INSTRUCTIONS FOR THE TASK.
Copy out, word for word, the lines from the start of the data below through the line containing "collaborators like the", and no others.

INPUT RECORDS.
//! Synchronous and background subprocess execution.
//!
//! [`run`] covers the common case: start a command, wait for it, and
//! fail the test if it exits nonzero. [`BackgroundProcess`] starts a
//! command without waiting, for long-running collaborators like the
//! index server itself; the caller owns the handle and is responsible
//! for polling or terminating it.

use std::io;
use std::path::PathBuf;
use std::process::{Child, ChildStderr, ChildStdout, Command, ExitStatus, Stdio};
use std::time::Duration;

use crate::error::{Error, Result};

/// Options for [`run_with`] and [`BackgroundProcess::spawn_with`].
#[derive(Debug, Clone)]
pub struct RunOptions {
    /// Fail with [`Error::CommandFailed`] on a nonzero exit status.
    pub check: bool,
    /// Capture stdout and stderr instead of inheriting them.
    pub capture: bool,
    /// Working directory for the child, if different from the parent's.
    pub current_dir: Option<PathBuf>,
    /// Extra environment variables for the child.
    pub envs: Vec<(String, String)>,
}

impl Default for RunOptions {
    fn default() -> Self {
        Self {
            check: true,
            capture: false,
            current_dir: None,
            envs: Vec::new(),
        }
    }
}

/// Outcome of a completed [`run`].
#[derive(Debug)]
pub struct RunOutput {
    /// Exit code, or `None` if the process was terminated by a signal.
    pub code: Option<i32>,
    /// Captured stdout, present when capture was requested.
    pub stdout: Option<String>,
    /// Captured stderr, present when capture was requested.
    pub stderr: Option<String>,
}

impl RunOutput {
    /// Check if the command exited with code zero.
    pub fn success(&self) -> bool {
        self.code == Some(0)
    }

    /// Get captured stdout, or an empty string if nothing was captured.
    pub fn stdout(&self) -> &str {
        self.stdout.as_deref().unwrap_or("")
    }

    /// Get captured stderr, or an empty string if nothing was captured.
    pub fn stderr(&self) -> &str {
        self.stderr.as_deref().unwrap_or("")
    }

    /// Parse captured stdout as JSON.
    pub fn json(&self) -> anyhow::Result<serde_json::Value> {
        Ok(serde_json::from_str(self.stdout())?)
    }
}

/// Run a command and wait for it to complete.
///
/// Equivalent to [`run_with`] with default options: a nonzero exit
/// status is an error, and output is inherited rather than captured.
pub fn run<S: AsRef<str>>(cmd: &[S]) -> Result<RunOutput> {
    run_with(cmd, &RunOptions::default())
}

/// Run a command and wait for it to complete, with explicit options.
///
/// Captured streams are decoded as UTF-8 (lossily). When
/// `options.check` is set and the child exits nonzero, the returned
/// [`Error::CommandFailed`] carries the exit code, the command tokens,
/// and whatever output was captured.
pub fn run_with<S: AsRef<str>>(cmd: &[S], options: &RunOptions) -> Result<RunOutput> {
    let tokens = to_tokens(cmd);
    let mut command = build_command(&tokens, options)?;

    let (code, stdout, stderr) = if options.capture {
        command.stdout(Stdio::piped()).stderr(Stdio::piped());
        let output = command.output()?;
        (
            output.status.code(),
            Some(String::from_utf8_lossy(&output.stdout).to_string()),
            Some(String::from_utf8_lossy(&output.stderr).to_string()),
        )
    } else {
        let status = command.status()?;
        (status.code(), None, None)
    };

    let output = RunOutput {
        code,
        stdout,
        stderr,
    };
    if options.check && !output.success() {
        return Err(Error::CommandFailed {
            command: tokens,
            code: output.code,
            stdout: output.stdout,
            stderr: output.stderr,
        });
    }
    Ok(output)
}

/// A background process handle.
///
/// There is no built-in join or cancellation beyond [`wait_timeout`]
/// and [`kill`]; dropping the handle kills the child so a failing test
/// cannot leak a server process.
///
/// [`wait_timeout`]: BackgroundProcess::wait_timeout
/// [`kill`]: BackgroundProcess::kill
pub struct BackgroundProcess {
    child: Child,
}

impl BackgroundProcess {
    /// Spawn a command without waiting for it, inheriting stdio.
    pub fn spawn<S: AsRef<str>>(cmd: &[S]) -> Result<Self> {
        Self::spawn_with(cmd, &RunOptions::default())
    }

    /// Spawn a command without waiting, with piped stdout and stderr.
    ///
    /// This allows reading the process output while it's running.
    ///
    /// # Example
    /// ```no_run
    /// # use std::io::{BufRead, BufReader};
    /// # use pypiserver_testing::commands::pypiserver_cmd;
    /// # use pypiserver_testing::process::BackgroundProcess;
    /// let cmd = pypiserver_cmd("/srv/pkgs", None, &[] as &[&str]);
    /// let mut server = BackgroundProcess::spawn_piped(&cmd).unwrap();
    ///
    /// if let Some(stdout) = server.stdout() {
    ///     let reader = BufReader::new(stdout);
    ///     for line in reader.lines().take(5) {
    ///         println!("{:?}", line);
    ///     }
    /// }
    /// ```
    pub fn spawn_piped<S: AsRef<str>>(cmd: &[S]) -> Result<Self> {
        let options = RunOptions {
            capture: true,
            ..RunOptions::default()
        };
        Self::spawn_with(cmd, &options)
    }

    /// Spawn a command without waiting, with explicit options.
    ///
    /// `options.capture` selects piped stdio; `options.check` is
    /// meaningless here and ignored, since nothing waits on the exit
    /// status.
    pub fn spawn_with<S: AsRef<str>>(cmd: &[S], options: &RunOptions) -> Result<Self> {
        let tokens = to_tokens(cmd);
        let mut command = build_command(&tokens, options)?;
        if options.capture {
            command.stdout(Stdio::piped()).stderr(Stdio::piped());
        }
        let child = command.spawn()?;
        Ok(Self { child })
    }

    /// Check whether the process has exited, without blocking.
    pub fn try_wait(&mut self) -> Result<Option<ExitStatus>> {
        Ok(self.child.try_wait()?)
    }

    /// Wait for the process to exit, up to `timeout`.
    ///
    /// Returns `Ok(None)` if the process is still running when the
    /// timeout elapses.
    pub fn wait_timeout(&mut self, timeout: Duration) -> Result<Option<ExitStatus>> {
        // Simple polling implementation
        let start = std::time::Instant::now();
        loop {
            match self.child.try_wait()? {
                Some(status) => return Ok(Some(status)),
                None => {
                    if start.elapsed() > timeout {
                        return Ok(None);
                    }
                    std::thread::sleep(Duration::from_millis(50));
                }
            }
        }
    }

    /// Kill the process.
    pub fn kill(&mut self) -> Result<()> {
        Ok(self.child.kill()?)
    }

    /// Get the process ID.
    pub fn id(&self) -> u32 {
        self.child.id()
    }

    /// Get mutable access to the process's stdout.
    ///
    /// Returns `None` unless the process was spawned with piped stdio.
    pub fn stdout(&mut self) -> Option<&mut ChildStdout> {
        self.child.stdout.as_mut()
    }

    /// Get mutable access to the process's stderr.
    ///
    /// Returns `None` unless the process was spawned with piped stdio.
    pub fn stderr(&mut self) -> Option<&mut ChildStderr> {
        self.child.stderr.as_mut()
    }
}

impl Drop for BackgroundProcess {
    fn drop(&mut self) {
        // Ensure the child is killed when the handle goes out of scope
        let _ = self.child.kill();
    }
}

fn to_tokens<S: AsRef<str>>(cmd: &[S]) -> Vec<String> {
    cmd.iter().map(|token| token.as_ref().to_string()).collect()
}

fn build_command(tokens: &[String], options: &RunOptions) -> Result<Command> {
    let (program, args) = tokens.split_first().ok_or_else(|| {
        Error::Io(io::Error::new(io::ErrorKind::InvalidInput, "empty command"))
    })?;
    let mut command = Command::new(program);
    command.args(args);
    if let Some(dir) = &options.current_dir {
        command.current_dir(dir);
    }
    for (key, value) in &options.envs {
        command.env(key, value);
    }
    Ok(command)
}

EXERCISE RESULT.
//! Synchronous and background subprocess execution.
//!
//! [`run`] covers the common case: start a command, wait for it, and
//! fail the test if it exits nonzero. [`BackgroundProcess`] starts a
//! command without waiting, for long-running collaborators like the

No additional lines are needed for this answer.